High-voltage stability of O3-type sodium layered cathode enabled by preferred occupation of Na in the OP2 phase

Abstract

Cobalt-free O3-type layered sodium nickel manganese oxide, Na[Ni0.5Mn0.5]O2, is one of the most attractive candidates as a cathode material for low-cost and practical sodium-ion batteries (SIBs). However, stable cycling with high reversible capacity in SIBs using Na[Ni0.5Mn0.5]O2 as a cathode is still hampered by an irreversible phase transition at voltages above 4.0 V (vs. Na/Na+).

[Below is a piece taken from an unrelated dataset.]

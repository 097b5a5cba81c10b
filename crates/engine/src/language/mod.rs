pub mod defaults;
mod table;

pub use table::{ExtensionTable, LanguageMap, extension_of, merge};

In this study, to suppress the detrimental phase transition, Mg substitution into Ni sites is proposed, and a series of Na[Ni0.5-xMgxMn0.5]O2 (x = 0, 0.05, 0.1 and 0.15) materials are synthesized and characterized. The substitution of Mg over 10 mol% into Ni site regulates sodium occupancy into P-type stacking, resulting in the OP2 phase upon high-voltage operation. This enables the material to tolerate strains in the crystal structure by alleviating the irreversible O3′−O3″ phase transition, which was evidenced by the results of operando X-ray diffraction and density functional theory calculation. Compared to its corresponding members, the optimized Na[Ni0.4Mg0.1Mn0.5]O2 cathode delivers a high reversible capacity of 177 mAh g−1 as well as improved cycling stability and rate capability in the wide voltage range of 2.0 − 4.3 V. Moreover, the Mg substitution strategy enhances the thermal and chemical stability against moisture, indicating its excellent practical applicability.